Quietly, HDPUG Gaining Members, Performing Research
User Rating: / 1
Written by Mike Buetow   
Thursday, 17 January 2013 10:12

Operating mostly under the radar -- although not necessarily by design -- the High Density Packaging Users Group in now well into its second decade of pushing electronics manufacturing technology forward.

Executive director Marshall Andrews is no stranger to consortia work: He spent about 12 years at MCC, the US-based computer consortium, and later was the founding CEO of ITRI, a consortium for promoting and enhancing printed circuit board fabricators and technology. He spoke with editor in chief Mike Buetow this week.


MB: What’s the current membership count?
With the addition of Indium, we now have 40 members.

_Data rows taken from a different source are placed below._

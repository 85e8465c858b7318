//! Rewrites cross-namespace type references into names that resolve through
//! relative imports, and collects those imports per output unit.

mod alias;
mod lookup;
mod relative;

use std::collections::{HashMap, HashSet};

pub use alias::AliasRegistry;
pub use lookup::{ReferenceIndex, ReferenceLookup, ResolvedReference};
pub use relative::{RelativeImport, relative, relative_from_package};

use crate::generator::{
  model::{DataType, Import, Imports, Model},
  partition::{UnitKind, UnitPlan},
};


/// Resolution state of one output unit. Aliases are shared by every model of the
/// unit; import locations chosen for rewritten names are tracked per model.
pub struct UnitResolver<'a> {
  module_name: String,
  package_init: bool,
  local_names: HashSet<String>,
  lookup: &'a dyn ReferenceLookup,
  single_source: Option<&'a str>,
  aliases: AliasRegistry,
  imports: Imports,
}

impl<'a> UnitResolver<'a> {
  pub fn new(plan: &UnitPlan, lookup: &'a dyn ReferenceLookup, single_source: Option<&'a str>) -> Self {
    let local_names = plan
      .models
      .iter()
      .flat_map(|model| [model.name.clone(), model.qualified_name()])
      .collect();

    Self {
      module_name: plan.module_name(),
      package_init: plan.kind == UnitKind::PackageInit,
      local_names,
      lookup,
      single_source,
      aliases: AliasRegistry::seeded(plan.models.iter().map(|model| model.name.clone())),
      imports: Imports::new(),
    }
  }

  pub fn resolve(&mut self, model: &mut Model) {
    self.imports.extend(model.imports.iter().cloned());

    let mut local_aliases: HashMap<(String, String), Option<String>> = HashMap::new();
    let mut rewritten: HashMap<String, (String, RelativeImport)> = HashMap::new();

    let Self {
      module_name,
      lookup,
      single_source,
      aliases,
      ..
    } = self;

    model.visit_data_types_mut(|data_type, references| {
      if !data_type.is_modular() {
        return;
      }
      let full_name = data_type.full_name();

      if is_same_unit(data_type, *lookup, *single_source, module_name) {
        references.remove(&full_name);
        return;
      }

      let new_name = match relative(module_name, &full_name) {
        None => data_type.type_name.clone(),
        Some(import) => {
          let alias = match local_aliases.get(&import.key()) {
            Some(alias) => alias.clone().unwrap_or_else(|| import.import.clone()),
            None => {
              let alias = aliases.add(&import);
              local_aliases.insert(import.key(), (alias != import.import).then(|| alias.clone()));
              alias
            }
          };
          let name = if import.member {
            alias
          } else {
            format!("{alias}.{}", data_type.type_name)
          };
          rewritten.insert(name.clone(), (full_name.clone(), import));
          name
        }
      };

      if references.remove(&full_name) {
        references.insert(new_name.clone());
      }
      data_type.type_name = new_name;
    });

    for name in &model.reference_classes {
      if self.local_names.contains(name) {
        continue;
      }
      let (target, import) = match rewritten.get(name) {
        Some((target, import)) => (target.as_str(), import.clone()),
        None => match relative(&self.module_name, name) {
          Some(import) => (name.as_str(), import),
          None => continue,
        },
      };

      let alias = local_aliases.get(&import.key()).cloned().flatten();
      let from = if self.package_init {
        relative_from_package(&self.module_name, target).map_or(import.from, |package| package.from)
      } else {
        import.from
      };
      self
        .imports
        .append(Import::from_module(from, import.import).with_alias(alias));
    }

    tracing::trace!(model = %model.qualified_name(), references = ?model.reference_classes, "resolved references");
  }

  pub fn aliases_assigned(&self) -> usize {
    self.aliases.len()
  }

  pub fn into_imports(self) -> Imports {
    self.imports
  }
}

/// A reference whose target was generated into this very unit, either by namespace
/// or because everything came from a single input file.
fn is_same_unit(
  data_type: &DataType,
  lookup: &dyn ReferenceLookup,
  single_source: Option<&str>,
  module_name: &str,
) -> bool {
  let Some(resolved) = data_type
    .reference
    .as_ref()
    .and_then(|reference| lookup.lookup(&reference.path))
  else {
    return false;
  };
  resolved.module_name == module_name || single_source.is_some_and(|file| resolved.source_file() == file)
}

MB: How stable is the membership?
HDP had 22 members 6 years ago and has grown steadily since. 2008 was the only year membership didn’t grow.

There’s different kinds of members. The core is mainly OEMs who have been members almost since Day 1. That includes Cisco and Juniper, Oracle; Celestica has also been with us a long time. Dell was in for a long time, left for a year or two, then picked back up again.

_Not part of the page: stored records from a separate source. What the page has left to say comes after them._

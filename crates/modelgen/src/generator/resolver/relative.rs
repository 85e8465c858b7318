use crate::generator::naming::identifiers::split_qualified;

/// Namespace segment standing for the `__init__` module of a package.
const INIT_SEGMENT: &str = "__init__";

/// Relative import location of a referenced model as seen from another namespace.
#[derive(Debug, Clone, PartialEq, Eq, Hash)]
pub struct RelativeImport {
  /// Leading dots plus any intermediate namespace, e.g. `.` or `..x.y`.
  pub from: String,
  /// Imported name: the target's last namespace segment, or the model itself.
  pub import: String,
  /// True when `import` names the model rather than the namespace containing it.
  pub member: bool,
}

impl RelativeImport {
  pub fn key(&self) -> (String, String) {
    (self.from.clone(), self.import.clone())
  }
}

/// Computes how `current` (dotted namespace, possibly empty) imports `reference`
/// (a qualified model name). `None` means both live in the same namespace.
pub fn relative(current: &str, reference: &str) -> Option<RelativeImport> {
  let current_path: Vec<&str> = if current.is_empty() {
    vec![]
  } else {
    current.split('.').collect()
  };
  let (namespace, leaf) = split_qualified(reference);
  let reference_path: Vec<&str> = if namespace.is_empty() {
    vec![]
  } else {
    namespace.split('.').collect()
  };

  if current_path == reference_path {
    return None;
  }

  let common = current_path
    .iter()
    .zip(&reference_path)
    .take_while(|(left, right)| left == right)
    .count();

  let mut from = ".".repeat((current_path.len() - common).max(1));
  let remainder = reference_path[common..].join(".");

  let (import, member) = if remainder.is_empty() {
    (leaf.to_string(), true)
  } else if let Some((extra, last)) = remainder.rsplit_once('.') {
    from.push_str(extra);
    (last.to_string(), false)
  } else {
    (remainder, false)
  };

  Some(RelativeImport { from, import, member })
}

/// Like [`relative`], but as seen from the `__init__` module of package `current`.
///
/// Inside an init module `.` already names `current` itself, so targets below it
/// keep their dots while targets outside it need one more level.
pub fn relative_from_package(current: &str, reference: &str) -> Option<RelativeImport> {
  relative(current, reference)?;
  let init_module = if current.is_empty() {
    INIT_SEGMENT.to_string()
  } else {
    format!("{current}.{INIT_SEGMENT}")
  };
  relative(&init_module, reference)
}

MB: Who drives the programming?
Our members drive the programming.

MB: How are you defining “packaging” these days? In other words, where does the scope of your work start and stop?
It’s pretty loose, as you can imagine. Our projects generally deal with mounting of the package device through the final product to the customer. All the mechanical activities that occur through that flow. We deal with board manufacturing, assembly, and the materials that deal with those areas; design. We cover systems-level manufacturing; we built a laptop PC and put it through some tests. We have touched a few things in semi packaging, but not a whole lot. Some thermal electromigration projects concerning the attachment of the device to the board. The sweet spot is around the board and the assembly.

MB: You share many members with iNEMI. How do you coordinate with that organization?
We do have several members that are in both organizations. They are very adverse to duplication of efforts. If they see something that borders on what iNEMI is doing, they let us know and we talk to iNEMI to be sure there is no overlap.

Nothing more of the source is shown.